Als sie eine gute halbe Stunde nach dem Anruf in Kelkheim ankam, waren Hellmer und einige andere Beamte bereits vor Ort. Hellmer unterhielt sich mit Emily Gerber, die auf den ersten Blick einen sehr ruhigen und gefassten Eindruck machte, doch ihre Augen und die fahrigen Bewegungen widerlegten diesen Eindruck rasch.
»Hallo«, sagte Durant und stellte sich zu ihnen, »wann haben Sie sie gefunden?«
»Gegen Mitternacht. Ich hatte den ganzen Abend so ein blödes Gefühl, ich hab ein paarmal versucht, sie anzurufen, aber es hat sich keiner gemeldet, weder bei ihr zu Hause noch auf ihrem Handy. Deshalb bin ich hergefahren.«
»Was ist mit Herrn Malkow?

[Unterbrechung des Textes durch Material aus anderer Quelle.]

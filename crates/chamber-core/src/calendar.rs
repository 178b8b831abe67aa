use std::fmt;

use chrono::{
  DateTime,
  NaiveDate,
  Utc
};
use serde::{
  Deserialize,
  Serialize
};
use serde_json::Value;

use crate::datetime::{
  from_epoch_millis,
  parse_date_text,
  to_project_date
};
use crate::records::{
  CommitteeRef,
  EventRecord,
  MeetingRecord,
  ProjectRecord,
  RecordId
};

pub const MEETING_COLOR: &str =
  "#10B981";
pub const EVENT_COLOR: &str = "#8B5CF6";
pub const PROJECT_COLOR: &str =
  "#F59E0B";

#[derive(
  Debug,
  Clone,
  Copy,
  PartialEq,
  Eq,
  Hash,
  Serialize,
  Deserialize,
)]
#[serde(rename_all = "lowercase")]
pub enum CalendarItemKind {
  Event,
  Meeting,
  Project
}

impl CalendarItemKind {
  pub fn as_str(self) -> &'static str {
    match self {
      | CalendarItemKind::Event => {
        "event"
      }
      | CalendarItemKind::Meeting => {
        "meeting"
      }
      | CalendarItemKind::Project => {
        "project"
      }
    }
  }

  pub fn color(self) -> &'static str {
    match self {
      | CalendarItemKind::Event => {
        EVENT_COLOR
      }
      | CalendarItemKind::Meeting => {
        MEETING_COLOR
      }
      | CalendarItemKind::Project => {
        PROJECT_COLOR
      }
    }
  }

  pub fn all_day(self) -> bool {
    matches!(
      self,
      CalendarItemKind::Project
    )
  }
}

impl fmt::Display for CalendarItemKind {
  fn fmt(
    &self,
    f: &mut fmt::Formatter<'_>
  ) -> fmt::Result {
    f.write_str(self.as_str())
  }
}

impl std::str::FromStr
  for CalendarItemKind
{
  type Err = anyhow::Error;

  fn from_str(
    s: &str
  ) -> Result<Self, Self::Err> {
    match s
      .trim()
      .to_ascii_lowercase()
      .as_str()
    {
      | "event" | "events" => {
        Ok(CalendarItemKind::Event)
      }
      | "meeting" | "meetings" => {
        Ok(CalendarItemKind::Meeting)
      }
      | "project" | "projects" => {
        Ok(CalendarItemKind::Project)
      }
      | other => {
        Err(anyhow::anyhow!(
          "unknown calendar item kind: \
           {other}"
        ))
      }
    }
  }
}

/// A start or end value as read from a source record. Unparseable input is
/// kept as `Invalid` instead of being dropped, so callers decide how to
/// render it.
#[derive(
  Debug,
  Clone,
  PartialEq,
  Serialize,
  Deserialize,
)]
#[serde(rename_all = "snake_case")]
pub enum CalendarTime {
  At(DateTime<Utc>),
  Invalid { raw: Value }
}

impl CalendarTime {
  pub fn from_value(
    raw: &Value
  ) -> Self {
    let parsed = match raw {
      | Value::String(text) => {
        parse_date_text(text)
      }
      | Value::Number(number) => {
        match number.as_i64() {
          | Some(millis) => {
            from_epoch_millis(millis)
          }
          | None => {
            Err(anyhow::anyhow!(
              "non-integer timestamp"
            ))
          }
        }
      }
      | _ => {
        Err(anyhow::anyhow!(
          "not a date-like value"
        ))
      }
    };

    match parsed {
      | Ok(at) => CalendarTime::At(at),
      | Err(err) => {
        tracing::trace!(
          raw = %raw,
          error = %err,
          "keeping invalid calendar date"
        );
        CalendarTime::Invalid {
          raw: raw.clone()
        }
      }
    }
  }

  pub fn instant(
    &self
  ) -> Option<DateTime<Utc>> {
    match self {
      | CalendarTime::At(at) => Some(*at),
      | CalendarTime::Invalid {
        ..
      } => None
    }
  }

  pub fn is_valid(&self) -> bool {
    self.instant().is_some()
  }
}

#[derive(
  Debug,
  Clone,
  PartialEq,
  Serialize,
  Deserialize,
)]
pub struct CalendarItem {
  pub id:        String,
  pub title:     String,
  pub start:     CalendarTime,
  pub end:       CalendarTime,
  pub all_day:   bool,
  pub kind:      CalendarItemKind,
  pub committee: Option<String>,
  pub location:  Option<String>,
  pub color:     String,
  pub entity_id: RecordId
}

struct SourceFields<'a> {
  id:        &'a RecordId,
  title:     Option<&'a str>,
  start:     &'a Value,
  end:       &'a Value,
  committee: Option<&'a CommitteeRef>,
  location:  Option<&'a str>
}

fn build_item(
  kind: CalendarItemKind,
  source: SourceFields<'_>
) -> CalendarItem {
  CalendarItem {
    id:        format!(
      "{}-{}",
      kind.as_str(),
      source.id
    ),
    title:     source
      .title
      .unwrap_or_default()
      .to_string(),
    start:     CalendarTime::from_value(
      source.start
    ),
    end:       CalendarTime::from_value(
      source.end
    ),
    all_day:   kind.all_day(),
    kind,
    committee: source
      .committee
      .map(|c| c.name().to_string()),
    location:  source
      .location
      .map(str::to_string),
    color:     kind.color().to_string(),
    entity_id: source.id.clone()
  }
}

/// Flattens the three calendar sources into one list.
///
/// Output order is meetings, then events, then projects, each in input
/// order. Nothing is sorted, validated or dropped.
#[tracing::instrument(skip_all, fields(
  meetings = meetings.len(),
  events = events.len(),
  projects = projects.len()
))]
pub fn combine_calendar_items(
  meetings: &[MeetingRecord],
  events: &[EventRecord],
  projects: &[ProjectRecord]
) -> Vec<CalendarItem> {
  let mut items = Vec::with_capacity(
    meetings.len()
      + events.len()
      + projects.len()
  );

  items.extend(meetings.iter().map(
    |meeting| {
      build_item(
        CalendarItemKind::Meeting,
        SourceFields {
          id:        &meeting.id,
          title:     meeting
            .title
            .as_deref(),
          start:     &meeting.date,
          end:       &meeting.end_date,
          committee: meeting
            .committee
            .as_ref(),
          location:  meeting
            .location
            .as_deref()
        }
      )
    }
  ));

  items.extend(events.iter().map(
    |event| {
      build_item(
        CalendarItemKind::Event,
        SourceFields {
          id:        &event.id,
          title:     event
            .title
            .as_deref(),
          start:     &event.start_date,
          end:       &event.end_date,
          committee: event
            .committee
            .as_ref(),
          location:  event
            .location
            .as_deref()
        }
      )
    }
  ));

  items.extend(projects.iter().map(
    |project| {
      build_item(
        CalendarItemKind::Project,
        SourceFields {
          id:        &project.id,
          title:     project
            .title
            .as_deref(),
          start:     &project.start_date,
          end:       &project.end_date,
          committee: project
            .committee
            .as_ref(),
          location:  project
            .location
            .as_deref()
        }
      )
    }
  ));

  let invalid = items
    .iter()
    .filter(|item| {
      !item.start.is_valid()
        || !item.end.is_valid()
    })
    .count();
  if invalid > 0 {
    tracing::debug!(
      invalid,
      "calendar items with unparseable dates"
    );
  }

  items
}

/// Items starting at or after `now`, soonest first. Items without a valid
/// start are skipped.
pub fn upcoming(
  items: &[CalendarItem],
  now: DateTime<Utc>,
  limit: usize
) -> Vec<CalendarItem> {
  let mut future: Vec<_> = items
    .iter()
    .filter(|item| {
      item
        .start
        .instant()
        .is_some_and(|at| at >= now)
    })
    .cloned()
    .collect();
  future.sort_by_key(|item| {
    item.start.instant()
  });
  future.truncate(limit);
  future
}

/// Items whose span covers `date` in the project timezone. An invalid end
/// is treated as a single-day item.
pub fn items_on(
  items: &[CalendarItem],
  date: NaiveDate
) -> Vec<&CalendarItem> {
  items
    .iter()
    .filter(|item| {
      let Some(start) =
        item.start.instant()
      else {
        return false;
      };
      let first = to_project_date(start);
      let last = item
        .end
        .instant()
        .map(to_project_date)
        .filter(|end| *end >= first)
        .unwrap_or(first);
      first <= date && date <= last
    })
    .collect()
}

#[cfg(test)]
mod tests {
  use serde_json::json;

  use super::*;

  fn meeting(
    id: i64,
    date: &str
  ) -> MeetingRecord {
    serde_json::from_value(json!({
      "id": id,
      "title": format!("Meeting {id}"),
      "date": date,
      "end_date": date
    }))
    .expect("meeting fixture")
  }

  #[test]
  fn single_meeting_becomes_timed_green_item()
  {
    let items = combine_calendar_items(
      &[meeting(1, "2024-01-01")],
      &[],
      &[]
    );
    assert_eq!(items.len(), 1);
    let item = &items[0];
    assert_eq!(item.id, "meeting-1");
    assert_eq!(
      item.kind,
      CalendarItemKind::Meeting
    );
    assert!(!item.all_day);
    assert_eq!(item.color, "#10B981");
    assert_eq!(
      item.entity_id,
      RecordId::Int(1)
    );
  }

  #[test]
  fn empty_inputs_yield_empty_output() {
    assert!(
      combine_calendar_items(
        &[],
        &[],
        &[]
      )
      .is_empty()
    );
  }

  #[test]
  fn unparseable_dates_are_kept_as_invalid()
  {
    let items = combine_calendar_items(
      &[meeting(2, "someday")],
      &[],
      &[]
    );
    assert_eq!(items.len(), 1);
    assert_eq!(
      items[0].start,
      CalendarTime::Invalid {
        raw: json!("someday")
      }
    );
  }

  #[test]
  fn numbers_are_epoch_millis() {
    let time = CalendarTime::from_value(
      &json!(1_704_067_200_000_i64)
    );
    assert_eq!(
      time
        .instant()
        .map(|at| at.to_rfc3339()),
      Some(
        "2024-01-01T00:00:00+00:00"
          .to_string()
      )
    );
  }

  #[test]
  fn upcoming_sorts_and_skips_past_and_invalid()
  {
    let items = combine_calendar_items(
      &[
        meeting(1, "2030-03-01"),
        meeting(2, "2020-01-01"),
        meeting(3, "bogus"),
        meeting(4, "2030-01-01"),
      ],
      &[],
      &[]
    );
    let now = parse_date_text(
      "2025-01-01T00:00:00Z"
    )
    .expect("now");
    let ids: Vec<_> =
      upcoming(&items, now, 10)
        .into_iter()
        .map(|item| item.id)
        .collect();
    assert_eq!(ids, vec![
      "meeting-4",
      "meeting-1"
    ]);
  }
}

Weiß er schon Bescheid?«
»Ich habe ihn noch nicht angerufen, ich hab’s vergessen.«
»Aber er war den ganzen Abend nicht zu erreichen, wenn ich Sie recht verstanden habe?«
»Zumindest hat niemand abgenommen. Ich war zuerst bei ihrem Haus in Eddersheim, aber dort war alles dunkel, und dann bin ich hierher gefahren.«
»Haben Sie die Nummer im Kopf?«
»Ich hab sie in meinem Handy gespeichert. Hier, Sie brauchen nur auf den grünen Knopf zu drücken.«
Bereits nach dem zweiten Klingeln wurde am andern Ende abgenommen.
»Ja.«
Durant drückte die Aus-Taste und sah Hellmer vielsagend an. »Er ist zu Hause. Denkst du das Gleiche wie ich?«
»Schon möglich. Aber zuerst gehen wir rein und schauen uns die Bescherung an.«
»Ist schon jemand drin?«
»Nur der Fotograf und die Spurensicherung. Der Arzt müsste jeden Moment kommen. Ich wollte auf dich warten.«
»Sie können nach Hause fahren, oder soll Sie jemand bringen?«
»Nein, nein, ich bin okay. Wirklich.«
»Wir sehen uns morgen oder besser gesagt heute.« Sie hielt kurz inne, dann meinte sie: »Frau Gerber, wenn es Ihnen nichts ausmacht, würde ich Sie bitten, doch noch zu warten. Wir sind in spätestens zwanzig Minuten wieder bei Ihnen.«
»Ich warte.«
Hellmer und Durant kamen ins Haus, als der Fotograf noch mittenbei der Arbeit war, indem er jedes Details fotografierte und mit der Videokamera aufnahm. Er war noch im Schlafzimmer. Sie gingen in die Küche, sahen die Glassplitter auf dem Fußboden und eine Blutspur, die sich bis ins Schlafzimmer zog.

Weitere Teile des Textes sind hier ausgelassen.